Great Lodges of the National Parks
Canyon Lodges: Bryce Canyon
There are many interesting stories surrounding the history of Bryce Canyon Lodge and National Park. Explore a few of these curious facts and interesting anecdotes here.
Many different animals live in Bryce Canyon, including coyotes, mountain lions, gray foxes, pronghorn, mule deer, and even a few black bears. But three animals have disappeared from the area in the past 100 years, probably due to increased pressure from humans. These animals aren't extinct, but they're no longer part of the local ecosystem, a circumstance that biologists call extirpation (from a Latin verb meaning "to root out").

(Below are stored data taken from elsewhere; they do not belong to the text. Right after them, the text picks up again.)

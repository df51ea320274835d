//
// Copyright 2025-2026 Hans W. Uhlig. All Rights Reserved.
//
// Licensed under the Apache License, Version 2.0 (the "License");
// you may not use this file except in compliance with the License.
// You may obtain a copy of the License at
//
//      http://www.apache.org/licenses/LICENSE-2.0
//
// Unless required by applicable law or agreed to in writing, software
// distributed under the License is distributed on an "AS IS" BASIS,
// WITHOUT WARRANTIES OR CONDITIONS OF ANY KIND, either express or implied.
// See the License for the specific language governing permissions and
// limitations under the License.
//

//! Movement controllers
//!
//! A controller turns "go to this position" into per-tick velocity and
//! orientation updates. The host owns real physics; here the only world
//! knowledge comes from [`Terrain`](crate::ecs::Terrain).

use super::{TickContext, companion_of, component, component_mut};
use crate::ecs::components::{Bounds, CompanionError, Orientation, Position, Velocity};
use crate::ecs::effects::SoundCue;
use crate::ecs::{EcsEntity, SideEffect};
use menagerie_common::Archetype;
use nalgebra::Vector3;

/// Squared distance under which a controller counts as arrived
pub const ARRIVAL_EPSILON_SQUARED: f32 = 2.5e-7;

/// Per-tick velocity factor for circling flight near its target
pub const CIRCLING_DAMPING: f32 = 0.5;

#[derive(Debug, Clone, Copy, PartialEq, Eq)]
pub enum Locomotion {
    /// Walks on the ground under gravity and hops onto low obstacles
    Ground,
    /// Floats, steering height directly toward the target
    Hover,
    /// Point-to-point flight in three dimensions
    Flying,
    /// Circles in flight and slows down once close to its target
    Circling,
}

impl Locomotion {
    pub fn for_archetype(archetype: Archetype) -> Self {
        match archetype {
            Archetype::Collector | Archetype::Guard => Locomotion::Ground,
            Archetype::Healer => Locomotion::Hover,
            Archetype::Supporter => Locomotion::Flying,
            Archetype::Follower => Locomotion::Circling,
        }
    }

    pub fn uses_gravity(&self) -> bool {
        matches!(self, Locomotion::Ground)
    }
}

#[derive(Debug, Clone, Copy, PartialEq, Eq, Default)]
pub enum MovementState {
    #[default]
    Idle,
    Moving,
    /// Arrived, or told to hold position
    Waiting,
}

#[derive(Debug, Clone)]
pub struct MovementController {
    pub locomotion: Locomotion,
    wanted: Option<Vector3<f32>>,
    speed: f32,
    state: MovementState,
    idle_cue_timer: u32,
}

impl MovementController {
    pub fn new(locomotion: Locomotion) -> Self {
        Self {
            locomotion,
            wanted: None,
            speed: 0.0,
            state: MovementState::Idle,
            idle_cue_timer: 0,
        }
    }

    pub fn for_archetype(archetype: Archetype) -> Self {
        Self::new(Locomotion::for_archetype(archetype))
    }

    /// Queue a destination, replacing any earlier one
    pub fn set_wanted_position(&mut self, position: Vector3<f32>, speed: f32) {
        self.wanted = Some(position);
        self.speed = speed;
        self.state = MovementState::Moving;
    }

    /// Drop the destination and hold position
    pub fn wait(&mut self) {
        self.wanted = None;
        self.state = MovementState::Waiting;
    }

    pub fn wanted(&self) -> Option<Vector3<f32>> {
        self.wanted
    }

    pub fn speed(&self) -> f32 {
        self.speed
    }

    pub fn state(&self) -> MovementState {
        self.state
    }

    fn arrive(&mut self) {
        self.wanted = None;
        self.state = MovementState::Waiting;
    }
}

/// Vector from `from` to `to` restricted to the dimensions a locomotion
/// steers directly
fn steering_delta(locomotion: Locomotion, from: &Vector3<f32>, to: &Vector3<f32>) -> Vector3<f32> {
    let delta = to - from;
    match locomotion {
        Locomotion::Ground => Vector3::new(delta.x, 0.0, delta.z),
        Locomotion::Hover | Locomotion::Flying | Locomotion::Circling => delta,
    }
}

/// Step toward `delta`, snapping onto it instead of overshooting
fn approach(delta: &Vector3<f32>, speed: f32) -> Vector3<f32> {
    let distance = delta.norm();
    if distance <= speed || distance < f32::EPSILON {
        *delta
    } else {
        delta * (speed / distance)
    }
}

/// Advance one companion's controller and integrate its position
pub fn step_movement(
    ctx: &mut TickContext<'_>,
    entity: EcsEntity,
) -> Result<Vec<SideEffect>, CompanionError> {
    let movement_config = &ctx.config.movement;
    let (staying, attack_target) = {
        let companion = companion_of(ctx.world, entity)?;
        (companion.ordered_to_stay, companion.target)
    };
    let attack_position = attack_target
        .and_then(|target| ctx.world.get::<&Position>(target).ok().map(|p| p.0));
    let size = component::<Bounds>(ctx.world, entity)
        .map(|b| b.size())
        .unwrap_or_else(|_| Bounds::default().size());

    let mut controller = component_mut::<MovementController>(ctx.world, entity)?;
    let mut position = component_mut::<Position>(ctx.world, entity)?;
    let mut velocity = component_mut::<Velocity>(ctx.world, entity)?;
    let mut effects = Vec::new();

    let locomotion = controller.locomotion;
    let mut vel = velocity.0;

    match (controller.state, controller.wanted) {
        (MovementState::Moving, Some(wanted)) => {
            let delta = steering_delta(locomotion, &position.0, &wanted);
            match locomotion {
                Locomotion::Ground => {
                    let step = approach(&delta, controller.speed);
                    vel.x = step.x;
                    vel.z = step.z;
                    if let Some(height) = ctx.terrain.obstacle_ahead(&position.0, &delta) {
                        let on_ground = position.0.y
                            <= ctx.terrain.ground_height(position.0.x, position.0.z) + f32::EPSILON;
                        if on_ground && height > 0.0 && height <= movement_config.step_height {
                            vel.y = movement_config.jump_velocity;
                            effects.push(SideEffect::Jump { entity });
                        }
                    }
                }
                Locomotion::Hover => {
                    let step = approach(&Vector3::new(delta.x, 0.0, delta.z), controller.speed);
                    vel = Vector3::new(
                        step.x,
                        delta.y.clamp(-controller.speed, controller.speed),
                        step.z,
                    );
                }
                Locomotion::Flying => vel = approach(&delta, controller.speed),
                Locomotion::Circling => {
                    if delta.norm() <= size {
                        vel *= CIRCLING_DAMPING;
                        controller.arrive();
                    } else {
                        vel = approach(&delta, controller.speed);
                    }
                }
            }
        }
        (MovementState::Moving, None) => controller.wait(),
        (MovementState::Idle | MovementState::Waiting, _) => match locomotion {
            Locomotion::Ground => {
                vel.x = 0.0;
                vel.z = 0.0;
            }
            Locomotion::Hover | Locomotion::Flying => vel = Vector3::zeros(),
            Locomotion::Circling => vel *= CIRCLING_DAMPING,
        },
    }

    if locomotion.uses_gravity() {
        vel.y -= movement_config.gravity;
    }

    position.0 += vel;
    if locomotion.uses_gravity() {
        let ground = ctx.terrain.ground_height(position.0.x, position.0.z);
        if position.0.y <= ground {
            position.0.y = ground;
            vel.y = 0.0;
        }
    }
    velocity.0 = vel;

    if controller.state == MovementState::Moving {
        if let Some(wanted) = controller.wanted {
            let remaining = steering_delta(locomotion, &position.0, &wanted);
            if remaining.norm_squared() < ARRIVAL_EPSILON_SQUARED {
                controller.arrive();
            }
        }
    }

    let facing = match (locomotion, attack_position) {
        (Locomotion::Circling, Some(target)) => Some(target - position.0),
        _ => Some(Vector3::new(vel.x, 0.0, vel.z)),
    };
    if let Some(orientation) = facing.and_then(|f| Orientation::facing(&f)) {
        if let Ok(mut current) = ctx.world.get::<&mut Orientation>(entity) {
            *current = orientation;
        }
    }

    if controller.state == MovementState::Waiting && staying {
        controller.idle_cue_timer += 1;
        if controller.idle_cue_timer >= movement_config.idle_cue_interval.max(1) {
            controller.idle_cue_timer = 0;
            effects.push(SideEffect::Sound {
                at: position.0,
                sound: SoundCue::IdleCue,
            });
        }
    }

    Ok(effects)
}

The three animals that have vanished from this landscape are the grizzly bear, gray wolf, and wolverine.
Don't Feed the Animals (This Time They Mean It)
Most people know that feeding wild animals isn't healthy for the animals. But in Bryce Canyon National Park, it can be downright deadly for the humans, and the worst threats come from cute little ground squirrels, chipmunks, and prairie dogs. The Park's prairie dogs are known to carry bubonic plague, also known as the black plague. Disease-bearing fleas can easily jump from prairie dogs to nearby humans. A bite from any of the Park rodents can transmit rabies or Hantavirus, which has recently killed several people in southern Utah. Hantavirus is so contagious that it can also be caught just by inhaling infected dust carried on an animal's fur.
Fragile biological soil crusts, also known as cryptobiotic or cryptoganic soils, provide important functions in the Bryce Canyon landscape. Organisms in the soil produce sticky microscopic filaments and fungal strands that help to bind soil particles, creating the distinctive mat-like crusts. Seeds find a protected place to germinate in the rough surface of the crusts. And the relatively dark color provides a higher soil temperature, allowing seeds to sprout early in the spring, when rainfall is at its peak. The binding process also helps to reduce erosion and improve soil stability. Cyanobacteria in the soil (a species formerly known as blue-green algae) can convert atmospheric nitrogen into a fixed form that other types of plants can use. So in the big picture, cryptobiotic soils are more than symbiotic communities; they are essential to the health of the total ecosystem.
#3 on the List
If you've come this far, you know that Bryce Canyon National Park is a place of exceptional beauty. There are two more things you should know if you're thinking about making a visit. First, the biggest complaint from Park visitors is that they didn't allow themselves enough time to explore. Second, you will have company, because this is one of the most popular Parks in the entire NPS system. In the GORP poll of the Top 10 Favorite Parks, Bryce Canyon comes in third (Zion comes in fifth).
1. Glacier National Park, Montana
2. Big Bend National Park, Texas
3. Bryce Canyon National Park, Utah
4. Yellowstone National Park, Wyoming
5. Zion National Park, Utah
6. Acadia National Park, Maine
7. Sequoia National Park, California
8. Grand Teton National Park, Wyoming
9. Rocky Mountain National Park, Colorado
10. Denali National Park, Alaska
The Forest Service Got it Started
Before it was made a National Monument in 1923, much of Bryce Canyon was under the jurisdiction of the Forest Service. That's why J.W. Humphrey, U.S. Forest Service supervisor for the region, visited Bryce Canyon in 1915. He wasn't excited about going, but once he saw the landscape he became an evangelist. Humphrey made it a personal mission to tell people about the sights and work for the land's protection. With a small appropriation, he built a very basic road to the Canyon rim. Humphrey also hired photographers to draw the attention of railroad companies to the tourism potential of the region. In 1918, the first newspaper account of Bryce Canyon ran in the Sunday Salt Lake Tribune, entitled "Utah's New Wonderland." That title became one of the Union Pacific's best promotional slogans.
Senator Smoot, For Good or Bad
While Forest Supervisor J.W. Humphrey was working to promote the scenery, Utah Senator Reed Smoot (1862-1941) was introducing various bills designed to protect the area. Smoot was instrumental in having Bryce Canyon named as a National Monument in 1923, and later as a National Park. Smoot was the first Mormon elected to the U.S. Senate, and the people of Utah kept him in office from 1903 to 1933. His big mistake came with the Hawley-Smoot Tariff Act of 1930. In spite of wide protest, President Hoover signed the Tariff Act. As a result, other nations introduced retaliatory tariff acts, foreign trade suffered a sharp decline, and the Great Depression intensified. Utah did not send the Senator back to Washington again. The Hawley-Smoot Tariff Act is still on the books today.